#### [Saved data entries]
□ □ □ □ □

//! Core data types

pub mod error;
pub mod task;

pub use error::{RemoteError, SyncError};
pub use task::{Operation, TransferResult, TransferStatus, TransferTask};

□ □ □ □ □

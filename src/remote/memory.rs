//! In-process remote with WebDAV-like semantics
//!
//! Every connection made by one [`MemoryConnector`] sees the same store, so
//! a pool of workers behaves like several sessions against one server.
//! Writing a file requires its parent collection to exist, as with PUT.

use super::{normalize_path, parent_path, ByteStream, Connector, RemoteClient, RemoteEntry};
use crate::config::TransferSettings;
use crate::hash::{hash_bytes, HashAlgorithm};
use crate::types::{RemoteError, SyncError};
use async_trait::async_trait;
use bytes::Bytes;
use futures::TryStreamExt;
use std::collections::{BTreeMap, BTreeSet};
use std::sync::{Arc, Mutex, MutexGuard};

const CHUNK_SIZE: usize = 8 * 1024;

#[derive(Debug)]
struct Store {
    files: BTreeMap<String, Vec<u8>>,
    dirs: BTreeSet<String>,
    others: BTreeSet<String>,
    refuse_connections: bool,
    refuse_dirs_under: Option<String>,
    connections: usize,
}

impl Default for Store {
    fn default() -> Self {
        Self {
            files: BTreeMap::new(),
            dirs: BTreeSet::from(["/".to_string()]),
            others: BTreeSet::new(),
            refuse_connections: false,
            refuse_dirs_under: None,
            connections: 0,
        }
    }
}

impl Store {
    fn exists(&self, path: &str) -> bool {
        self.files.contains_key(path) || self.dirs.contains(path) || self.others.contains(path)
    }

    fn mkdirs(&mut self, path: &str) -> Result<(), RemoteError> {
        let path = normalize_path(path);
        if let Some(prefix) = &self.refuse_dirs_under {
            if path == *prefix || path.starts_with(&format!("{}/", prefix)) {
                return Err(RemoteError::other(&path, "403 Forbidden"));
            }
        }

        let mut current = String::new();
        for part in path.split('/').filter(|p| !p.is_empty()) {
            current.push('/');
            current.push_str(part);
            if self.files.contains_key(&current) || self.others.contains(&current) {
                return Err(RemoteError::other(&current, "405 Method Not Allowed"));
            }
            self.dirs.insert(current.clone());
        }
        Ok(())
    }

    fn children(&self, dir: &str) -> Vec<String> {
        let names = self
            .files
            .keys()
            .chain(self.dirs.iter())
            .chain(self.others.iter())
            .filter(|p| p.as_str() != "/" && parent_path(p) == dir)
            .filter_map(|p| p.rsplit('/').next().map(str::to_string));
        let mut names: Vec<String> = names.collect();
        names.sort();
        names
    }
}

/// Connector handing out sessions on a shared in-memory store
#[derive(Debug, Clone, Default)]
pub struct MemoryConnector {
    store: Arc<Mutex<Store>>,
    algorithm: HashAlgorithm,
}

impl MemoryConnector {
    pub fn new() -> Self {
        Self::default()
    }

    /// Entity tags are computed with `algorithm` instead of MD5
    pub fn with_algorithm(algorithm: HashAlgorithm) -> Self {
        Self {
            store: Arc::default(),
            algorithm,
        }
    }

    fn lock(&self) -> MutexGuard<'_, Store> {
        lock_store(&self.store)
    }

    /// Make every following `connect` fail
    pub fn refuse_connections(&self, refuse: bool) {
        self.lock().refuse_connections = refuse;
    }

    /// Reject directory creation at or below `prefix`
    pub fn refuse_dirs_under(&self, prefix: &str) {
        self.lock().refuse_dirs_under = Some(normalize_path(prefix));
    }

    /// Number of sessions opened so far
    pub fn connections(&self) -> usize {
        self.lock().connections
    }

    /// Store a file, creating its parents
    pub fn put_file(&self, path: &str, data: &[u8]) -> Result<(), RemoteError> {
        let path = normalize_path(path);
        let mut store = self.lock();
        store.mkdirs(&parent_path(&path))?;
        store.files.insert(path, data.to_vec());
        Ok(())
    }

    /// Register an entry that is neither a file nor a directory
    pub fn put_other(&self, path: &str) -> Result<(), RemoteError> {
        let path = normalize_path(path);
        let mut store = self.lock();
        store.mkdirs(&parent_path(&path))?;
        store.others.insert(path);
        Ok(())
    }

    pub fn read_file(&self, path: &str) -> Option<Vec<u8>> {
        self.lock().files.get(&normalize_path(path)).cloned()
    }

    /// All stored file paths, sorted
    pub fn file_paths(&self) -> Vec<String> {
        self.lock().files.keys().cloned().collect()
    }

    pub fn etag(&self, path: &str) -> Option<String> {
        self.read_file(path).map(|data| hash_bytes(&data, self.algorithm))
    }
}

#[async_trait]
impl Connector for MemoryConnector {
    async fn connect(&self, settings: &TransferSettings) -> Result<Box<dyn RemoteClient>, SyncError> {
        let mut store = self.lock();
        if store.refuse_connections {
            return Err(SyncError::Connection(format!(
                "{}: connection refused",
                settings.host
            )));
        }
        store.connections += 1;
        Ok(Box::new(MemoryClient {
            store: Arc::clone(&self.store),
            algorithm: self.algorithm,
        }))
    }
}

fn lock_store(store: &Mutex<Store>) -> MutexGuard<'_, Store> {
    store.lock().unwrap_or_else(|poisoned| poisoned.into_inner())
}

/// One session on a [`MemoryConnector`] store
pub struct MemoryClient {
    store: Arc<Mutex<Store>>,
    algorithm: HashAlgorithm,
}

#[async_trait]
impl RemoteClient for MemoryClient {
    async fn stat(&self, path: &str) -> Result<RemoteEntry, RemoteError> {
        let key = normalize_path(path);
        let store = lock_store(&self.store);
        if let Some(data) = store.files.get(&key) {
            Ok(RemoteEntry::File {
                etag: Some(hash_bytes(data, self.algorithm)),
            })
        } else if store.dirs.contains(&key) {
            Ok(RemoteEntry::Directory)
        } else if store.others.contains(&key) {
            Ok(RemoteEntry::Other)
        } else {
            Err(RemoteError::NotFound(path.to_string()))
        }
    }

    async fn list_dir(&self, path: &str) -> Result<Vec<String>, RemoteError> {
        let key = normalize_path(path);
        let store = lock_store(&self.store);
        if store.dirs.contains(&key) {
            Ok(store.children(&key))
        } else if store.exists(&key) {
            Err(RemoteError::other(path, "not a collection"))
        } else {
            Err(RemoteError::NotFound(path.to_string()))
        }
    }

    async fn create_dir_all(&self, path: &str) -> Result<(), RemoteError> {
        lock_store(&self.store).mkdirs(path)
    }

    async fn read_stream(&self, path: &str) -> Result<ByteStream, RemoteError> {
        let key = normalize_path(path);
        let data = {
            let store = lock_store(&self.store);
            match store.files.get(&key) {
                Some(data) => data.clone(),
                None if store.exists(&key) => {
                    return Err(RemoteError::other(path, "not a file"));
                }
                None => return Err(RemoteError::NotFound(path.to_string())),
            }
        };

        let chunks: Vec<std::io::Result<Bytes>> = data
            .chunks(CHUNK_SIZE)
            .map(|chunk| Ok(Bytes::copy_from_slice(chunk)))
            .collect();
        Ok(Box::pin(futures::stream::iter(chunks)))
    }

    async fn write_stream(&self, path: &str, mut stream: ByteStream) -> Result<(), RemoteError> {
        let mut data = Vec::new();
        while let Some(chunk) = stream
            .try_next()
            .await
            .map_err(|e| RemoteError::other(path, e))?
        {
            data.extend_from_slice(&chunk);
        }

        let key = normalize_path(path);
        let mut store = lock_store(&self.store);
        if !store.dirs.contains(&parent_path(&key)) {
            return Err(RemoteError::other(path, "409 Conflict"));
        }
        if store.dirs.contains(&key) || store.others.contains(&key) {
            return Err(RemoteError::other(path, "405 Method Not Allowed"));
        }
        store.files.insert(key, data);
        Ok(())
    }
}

□ □ □ □ □

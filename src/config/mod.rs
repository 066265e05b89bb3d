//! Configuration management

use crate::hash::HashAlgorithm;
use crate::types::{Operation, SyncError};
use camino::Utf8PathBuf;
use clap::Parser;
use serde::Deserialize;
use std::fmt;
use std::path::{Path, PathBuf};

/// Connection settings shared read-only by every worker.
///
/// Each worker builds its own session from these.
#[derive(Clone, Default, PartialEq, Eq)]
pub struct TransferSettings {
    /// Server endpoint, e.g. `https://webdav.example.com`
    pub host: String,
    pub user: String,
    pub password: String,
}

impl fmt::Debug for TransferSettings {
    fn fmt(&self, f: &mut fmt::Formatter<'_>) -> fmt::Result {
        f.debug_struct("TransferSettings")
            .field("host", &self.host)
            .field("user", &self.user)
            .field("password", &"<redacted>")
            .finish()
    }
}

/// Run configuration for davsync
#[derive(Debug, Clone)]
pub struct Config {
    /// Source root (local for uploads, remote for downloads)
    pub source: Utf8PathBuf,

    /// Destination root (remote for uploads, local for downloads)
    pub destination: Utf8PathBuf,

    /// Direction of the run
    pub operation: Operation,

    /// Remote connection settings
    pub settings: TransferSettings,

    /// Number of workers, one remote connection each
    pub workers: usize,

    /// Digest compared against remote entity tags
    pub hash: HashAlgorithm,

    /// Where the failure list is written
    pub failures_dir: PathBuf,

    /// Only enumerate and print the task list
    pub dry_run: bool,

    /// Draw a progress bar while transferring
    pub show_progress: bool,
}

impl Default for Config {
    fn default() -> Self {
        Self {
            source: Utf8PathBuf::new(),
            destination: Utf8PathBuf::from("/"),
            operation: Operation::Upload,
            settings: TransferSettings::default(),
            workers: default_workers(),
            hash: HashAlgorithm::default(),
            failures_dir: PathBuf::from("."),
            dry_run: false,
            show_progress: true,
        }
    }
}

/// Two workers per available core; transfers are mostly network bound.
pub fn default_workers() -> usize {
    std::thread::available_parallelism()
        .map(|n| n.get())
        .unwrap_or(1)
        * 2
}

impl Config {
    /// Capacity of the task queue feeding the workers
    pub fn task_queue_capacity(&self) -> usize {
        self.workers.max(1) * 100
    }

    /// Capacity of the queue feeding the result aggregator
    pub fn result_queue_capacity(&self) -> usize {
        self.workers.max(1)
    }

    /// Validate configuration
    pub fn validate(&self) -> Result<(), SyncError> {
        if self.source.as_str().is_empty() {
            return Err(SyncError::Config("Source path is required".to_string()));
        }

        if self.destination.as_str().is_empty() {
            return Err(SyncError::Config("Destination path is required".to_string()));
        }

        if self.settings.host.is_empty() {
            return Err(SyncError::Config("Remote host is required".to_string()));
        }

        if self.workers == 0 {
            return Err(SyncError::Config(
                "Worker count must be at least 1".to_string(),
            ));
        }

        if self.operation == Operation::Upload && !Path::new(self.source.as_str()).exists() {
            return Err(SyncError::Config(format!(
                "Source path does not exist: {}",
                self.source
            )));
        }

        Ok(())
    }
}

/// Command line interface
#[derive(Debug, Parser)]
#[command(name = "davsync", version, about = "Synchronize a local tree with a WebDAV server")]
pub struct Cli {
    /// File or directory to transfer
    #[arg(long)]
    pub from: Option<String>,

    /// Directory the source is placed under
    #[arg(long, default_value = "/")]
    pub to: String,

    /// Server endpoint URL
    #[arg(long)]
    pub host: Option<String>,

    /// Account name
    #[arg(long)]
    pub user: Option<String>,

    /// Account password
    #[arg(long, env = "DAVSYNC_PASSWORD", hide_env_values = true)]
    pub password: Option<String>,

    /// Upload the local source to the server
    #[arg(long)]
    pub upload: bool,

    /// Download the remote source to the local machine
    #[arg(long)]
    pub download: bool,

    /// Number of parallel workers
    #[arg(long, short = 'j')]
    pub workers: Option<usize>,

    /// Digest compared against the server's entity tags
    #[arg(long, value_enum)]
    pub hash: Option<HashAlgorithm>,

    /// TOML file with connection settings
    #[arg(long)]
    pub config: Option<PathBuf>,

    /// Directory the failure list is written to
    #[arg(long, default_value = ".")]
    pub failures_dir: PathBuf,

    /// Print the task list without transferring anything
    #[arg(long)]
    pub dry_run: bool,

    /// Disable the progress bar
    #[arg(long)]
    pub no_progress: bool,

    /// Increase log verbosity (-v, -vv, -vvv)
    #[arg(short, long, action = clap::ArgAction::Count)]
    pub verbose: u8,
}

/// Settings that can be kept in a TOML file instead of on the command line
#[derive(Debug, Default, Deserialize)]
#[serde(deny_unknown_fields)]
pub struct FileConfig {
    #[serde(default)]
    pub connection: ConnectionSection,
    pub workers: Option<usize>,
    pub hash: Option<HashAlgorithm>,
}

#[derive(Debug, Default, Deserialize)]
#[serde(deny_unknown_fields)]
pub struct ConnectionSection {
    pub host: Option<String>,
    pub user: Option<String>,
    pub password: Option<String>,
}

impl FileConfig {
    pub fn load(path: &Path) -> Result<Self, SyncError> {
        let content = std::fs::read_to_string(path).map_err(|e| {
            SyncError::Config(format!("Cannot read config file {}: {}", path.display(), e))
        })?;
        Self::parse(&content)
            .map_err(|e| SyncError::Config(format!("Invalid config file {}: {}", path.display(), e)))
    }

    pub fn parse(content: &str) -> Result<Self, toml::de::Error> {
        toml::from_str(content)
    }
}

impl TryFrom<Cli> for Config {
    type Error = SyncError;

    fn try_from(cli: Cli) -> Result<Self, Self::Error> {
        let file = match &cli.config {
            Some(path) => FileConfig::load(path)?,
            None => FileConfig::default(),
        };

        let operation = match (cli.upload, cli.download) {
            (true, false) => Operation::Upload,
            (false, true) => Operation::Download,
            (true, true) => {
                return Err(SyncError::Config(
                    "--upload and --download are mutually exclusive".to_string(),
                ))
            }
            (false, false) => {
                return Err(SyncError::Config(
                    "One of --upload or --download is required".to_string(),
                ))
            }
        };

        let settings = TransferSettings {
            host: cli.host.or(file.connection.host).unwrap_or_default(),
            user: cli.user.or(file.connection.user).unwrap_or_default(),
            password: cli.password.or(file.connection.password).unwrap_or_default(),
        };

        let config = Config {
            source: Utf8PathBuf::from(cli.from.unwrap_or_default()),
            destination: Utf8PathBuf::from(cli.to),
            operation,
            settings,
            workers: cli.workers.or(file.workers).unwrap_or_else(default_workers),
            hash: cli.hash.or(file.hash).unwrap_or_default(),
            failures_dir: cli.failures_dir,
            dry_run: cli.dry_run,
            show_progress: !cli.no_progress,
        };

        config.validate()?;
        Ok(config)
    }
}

□ □ □ □ □

#### [What to produce]
In the data above, start at the line that has "if self.workers == 0", stop after the line that has "#[derive(Debug, Parser)]", and print every line in between exactly as it stands.

#### [Exercise answer]
        if self.workers == 0 {
            return Err(SyncError::Config(
                "Worker count must be at least 1".to_string(),
            ));
        }

        if self.operation == Operation::Upload && !Path::new(self.source.as_str()).exists() {
            return Err(SyncError::Config(format!(
                "Source path does not exist: {}",
                self.source
            )));
        }

        Ok(())
    }
}

/// Command line interface
#[derive(Debug, Parser)]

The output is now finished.